A European team of physicists working in the lab of Professor Nicolas Gisin in the physics department at the University of Geneva, has demonstrated a method that can teleport quantum information to a solid-state quantum memory over telecom fiber.
This marks a crucial milestone towards the development of quantum Internet, for physicist Félix Bussières who has been heading the research group through a string of experiments carried out in the last decade in order to perfect quantum data transfer using entanglement.
What occurred was teleportation of the quantum state of a photon to another doped with rare-earth ions, placed at a distance of 25 kilometers, essentially transferring information from light to matter, over an ordinary telecom optical fiber in use all over the world. The previous record was of 6 kilometers (3.7 miles) set in 2003 by the same team.
To set things in perspective, Quantum teleportation is a process by which quantum data can be transmitted from one location to another, with the help of classical communication and quantum entanglement between the sending and receiving location, without traveling through the space in between. Matter itself doesn’t make this journey, only the information that describes it, explains the MIT Technology Review.
The researchers were able to generate entangled pairs of photons (suppose photon A and B) with different wavelengths, one of which passes easily through telecoms optical fiber(say photon B). So these guys send photon A, as a signal to the quantum memory (doped crystal) where it is stored, while transmitting photon B, through a fiber to another apparatus that prepares a third photon (also at the same wavelength as B, we call it X) with the polarization to be teleported.
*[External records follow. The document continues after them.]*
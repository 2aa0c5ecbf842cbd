//! Best-effort coercion of an untrusted JSON body into typed field values.
//!
//! Nothing here rejects a field: a value of the wrong shape simply comes out
//! as `None`, and the validator decides whether that absence matters. The
//! only hard failure is a top-level value that is not a JSON object.

use serde::Serialize;
use serde_json::{Map, Value};

use crate::validate::FieldError;

/// The registration body after per-field coercion.
///
/// Field names match the JSON keys of the request body, so serializing a
/// `NormalizedBody` and normalizing the result again is a no-op.
#[derive(Debug, Clone, Default, PartialEq, Serialize)]
pub struct NormalizedBody {
  pub request_id:     Option<String>,
  pub form_type:      Option<String>,
  pub lp_id:          Option<String>,

  pub name:           Option<String>,
  pub birth_year:     Option<f64>,
  pub tel:            Option<String>,
  pub email:          Option<String>,

  pub positions:      Option<Vec<String>>,
  pub qualifications: Option<Vec<String>>,
  pub experience:     Option<String>,

  pub utm_source:     Option<String>,
  pub utm_medium:     Option<String>,
  pub utm_campaign:   Option<String>,
  pub utm_content:    Option<String>,
  pub utm_term:       Option<String>,

  pub referrer:       Option<String>,
  pub landing_path:   Option<String>,
}

impl NormalizedBody {
  /// Re-encode as a JSON object, absent fields as `null`.
  pub fn to_value(&self) -> Value {
    serde_json::to_value(self).unwrap_or(Value::Null)
  }
}

/// Normalize `body`, or fail with the single structural error when it is not
/// a JSON object.
pub fn normalize(body: &Value) -> Result<NormalizedBody, FieldError> {
  let obj = body.as_object().ok_or_else(FieldError::not_an_object)?;
  Ok(normalize_object(obj))
}

fn normalize_object(obj: &Map<String, Value>) -> NormalizedBody {
  let string = |key: &str| obj.get(key).and_then(as_string);
  let list = |key: &str| obj.get(key).and_then(as_string_list);

  NormalizedBody {
    request_id:     string("request_id"),
    form_type:      string("form_type"),
    lp_id:          string("lp_id"),
    name:           string("name"),
    birth_year:     obj.get("birth_year").and_then(as_number),
    tel:            string("tel"),
    email:          string("email"),
    positions:      list("positions"),
    qualifications: list("qualifications"),
    experience:     string("experience"),
    utm_source:     string("utm_source"),
    utm_medium:     string("utm_medium"),
    utm_campaign:   string("utm_campaign"),
    utm_content:    string("utm_content"),
    utm_term:       string("utm_term"),
    referrer:       string("referrer"),
    landing_path:   string("landing_path"),
  }
}

// ─── Coercions ───────────────────────────────────────────────────────────────

/// Strings only, trimmed; empty after trimming is absent.
pub fn as_string(v: &Value) -> Option<String> {
  v.as_str().and_then(trimmed)
}

/// An array of strings, or a comma-separated string.
///
/// Elements are trimmed; non-string and empty elements are dropped. An empty
/// result is absent.
pub fn as_string_list(v: &Value) -> Option<Vec<String>> {
  let items: Vec<String> = match v {
    Value::Array(arr) => arr
      .iter()
      .filter_map(Value::as_str)
      .filter_map(trimmed)
      .collect(),
    Value::String(s) => s.split(',').filter_map(trimmed).collect(),
    _ => return None,
  };
  (!items.is_empty()).then_some(items)
}

/// A finite number, or a string that parses to one.
pub fn as_number(v: &Value) -> Option<f64> {
  let n = match v {
    Value::Number(n) => n.as_f64()?,
    Value::String(s) => s.trim().parse::<f64>().ok()?,
    _ => return None,
  };
  n.is_finite().then_some(n)
}

fn trimmed(s: &str) -> Option<String> {
  let s = s.trim();
  (!s.is_empty()).then(|| s.to_owned())
}
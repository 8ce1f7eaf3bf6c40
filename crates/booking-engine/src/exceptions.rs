//! Check candidates against ad-hoc blocked exceptions (holidays, time off).

use crate::time::time_to_minutes;
use crate::types::{Appointment, BlockedException};

/// Returns `true` when any exception blocks the candidate.
///
/// Only exceptions on the candidate's exact date are considered. An exception
/// without a time range blocks the entire date regardless of the candidate's
/// time. A ranged exception blocks the candidate iff their half-open
/// `[start, end)` spans overlap — the same test as the conflict detector, so
/// a candidate ending exactly when a block starts is NOT blocked.
///
/// First blocking match wins; exceptions are never merged or normalized.
pub fn is_blocked(candidate: &Appointment, exceptions: &[BlockedException]) -> bool {
    exceptions
        .iter()
        .filter(|exception| exception.date == candidate.date)
        .any(|exception| match (exception.start, exception.end) {
            (Some(block_start), Some(block_end)) => candidate
                .overlaps_range(time_to_minutes(block_start), time_to_minutes(block_end)),
            // No time range: the whole date is blocked.
            _ => true,
        })
}
//! Error types for booking-engine operations.

use chrono::NaiveDate;
use thiserror::Error;

/// A business-rule violation raised by one of the booking validators.
///
/// This is the only error category the engine produces. Infrastructure
/// failures (storage, network) belong to the orchestration layer.
#[derive(Error, Debug, Clone, PartialEq)]
pub enum BookingError {
    #[error("Cannot book a date in the past: {0}")]
    PastDate(NaiveDate),

    #[error("The requested time overlaps an existing appointment")]
    TimeConflict,

    #[error("The requested time falls outside the provider's business hours")]
    OutsideBusinessHours,

    #[error("The requested time is blocked and unavailable")]
    SlotUnavailable,
}

impl BookingError {
    /// Stable machine-readable code, used by callers to key user-facing
    /// messages across the API boundary.
    pub fn code(&self) -> &'static str {
        match self {
            BookingError::PastDate(_) => "BOOKING_PAST_DATE",
            BookingError::TimeConflict => "BOOKING_TIME_CONFLICT",
            BookingError::OutsideBusinessHours => "BOOKING_OUTSIDE_BUSINESS_HOURS",
            BookingError::SlotUnavailable => "BOOKING_SLOT_UNAVAILABLE",
        }
    }
}

pub type Result<T> = std::result::Result<T, BookingError>;
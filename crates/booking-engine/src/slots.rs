//! Generate the bookable time slots for one day.
//!
//! Walks every availability rule matching the day's weekday, quantizes it
//! into candidate windows of the requested service duration, and keeps the
//! candidates that are simultaneously conflict-free and not blocked.

use chrono::{Datelike, NaiveDate};

use crate::conflict::has_conflict;
use crate::exceptions::is_blocked;
use crate::time::{minutes_to_time, time_to_minutes};
use crate::types::{Appointment, AvailabilityRule, BlockedException, TimeSlot};

/// Enumerate the open slots on `date` for a service of
/// `service_duration_minutes`, offered at `interval_minutes` spacing.
///
/// For each rule matching the date's weekday, in rule order, a cursor walks
/// from the rule's start to `rule.end - duration` inclusive in steps of
/// `interval_minutes`; every position yields a candidate of exactly the
/// service duration, kept iff it passes both [`has_conflict`] (false) and
/// [`is_blocked`] (false).
///
/// The output order is part of the contract: rule order first, then
/// chronological within a rule. Rules are never merged or deduplicated, so
/// overlapping rules may produce duplicate or overlapping slots; callers
/// wanting a sorted/deduplicated view must post-process.
///
/// Never errors. No rule for the weekday, a rule too short for the service,
/// a rule with `start >= end`, or a zero interval/duration all yield no slots
/// rather than a failure — an empty day is expected, not exceptional.
pub fn available_slots(
    date: NaiveDate,
    interval_minutes: u32,
    service_duration_minutes: u32,
    rules: &[AvailabilityRule],
    existing: &[Appointment],
    exceptions: &[BlockedException],
) -> Vec<TimeSlot> {
    // A zero step would never advance the cursor; a zero-length service is
    // not a bookable thing. Neither can produce a meaningful slot.
    if interval_minutes == 0 || service_duration_minutes == 0 {
        return Vec::new();
    }

    let weekday = date.weekday();
    let mut slots = Vec::new();

    for rule in rules.iter().filter(|rule| rule.weekday == weekday) {
        let rule_start = time_to_minutes(rule.start);
        let rule_end = time_to_minutes(rule.end);

        // Covers both malformed rules (start >= end) and windows shorter
        // than the service itself.
        if rule_start + service_duration_minutes > rule_end {
            continue;
        }

        let mut current = rule_start;
        while current + service_duration_minutes <= rule_end {
            let candidate = Appointment::new(
                date,
                minutes_to_time(current),
                service_duration_minutes,
            );

            if !has_conflict(&candidate, existing) && !is_blocked(&candidate, exceptions) {
                slots.push(TimeSlot::new(
                    candidate.start,
                    minutes_to_time(current + service_duration_minutes),
                ));
            }

            current += interval_minutes;
        }
    }

    slots
}

/// First open slot of the day, if any.
///
/// Delegates to [`available_slots`]; the first slot in enumeration order is
/// the earliest offer from the earliest-listed rule.
pub fn first_available_slot(
    date: NaiveDate,
    interval_minutes: u32,
    service_duration_minutes: u32,
    rules: &[AvailabilityRule],
    existing: &[Appointment],
    exceptions: &[BlockedException],
) -> Option<TimeSlot> {
    available_slots(
        date,
        interval_minutes,
        service_duration_minutes,
        rules,
        existing,
        exceptions,
    )
    .into_iter()
    .next()
}
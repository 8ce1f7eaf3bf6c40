//! Validate a candidate booking against recurring weekly availability rules.

use chrono::Datelike;

use crate::error::{BookingError, Result};
use crate::time::time_to_minutes;
use crate::types::{Appointment, AvailabilityRule};

/// Validate that the candidate lies fully inside at least one availability
/// rule for its weekday.
///
/// The candidate's date is projected to a weekday (pure civil-calendar
/// arithmetic, no timezone shift) and checked for containment —
/// `candidate.start >= rule.start && candidate.end <= rule.end` — against
/// every rule on that weekday. Rules are alternatives, not additive: a
/// candidate straddling two adjacent rules that together would cover it is
/// rejected, because it fits neither rule on its own.
///
/// # Errors
/// Returns `BookingError::OutsideBusinessHours` when no rule exists for the
/// weekday, or no single rule fully contains the candidate.
pub fn ensure_within_business_hours(
    candidate: &Appointment,
    rules: &[AvailabilityRule],
) -> Result<()> {
    let weekday = candidate.date.weekday();

    let contained = rules
        .iter()
        .filter(|rule| rule.weekday == weekday)
        .any(|rule| {
            candidate.start_minutes() >= time_to_minutes(rule.start)
                && candidate.end_minutes() <= time_to_minutes(rule.end)
        });

    if contained {
        Ok(())
    } else {
        Err(BookingError::OutsideBusinessHours)
    }
}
This is when the teleportation takes place. When B and X photons interact in a certain way, the polarization is teleported to the quantum memory at the other end of the experiment, to A.
“The team’s measurements on these photons show that the polarization state is indeed teleported as quantum mechanics suggests. A crucial part of the experiment is a new generation of single photon detectors that can spot telecoms photons with much greater efficiency than has been possible before,” reports the MIT Technology Review.
This marks a small step towards the possibility of quantum internet, the kind of machinery that needs to be developed to make it happen.
The findings of the research were published in the journal Nature Photonics on September 21.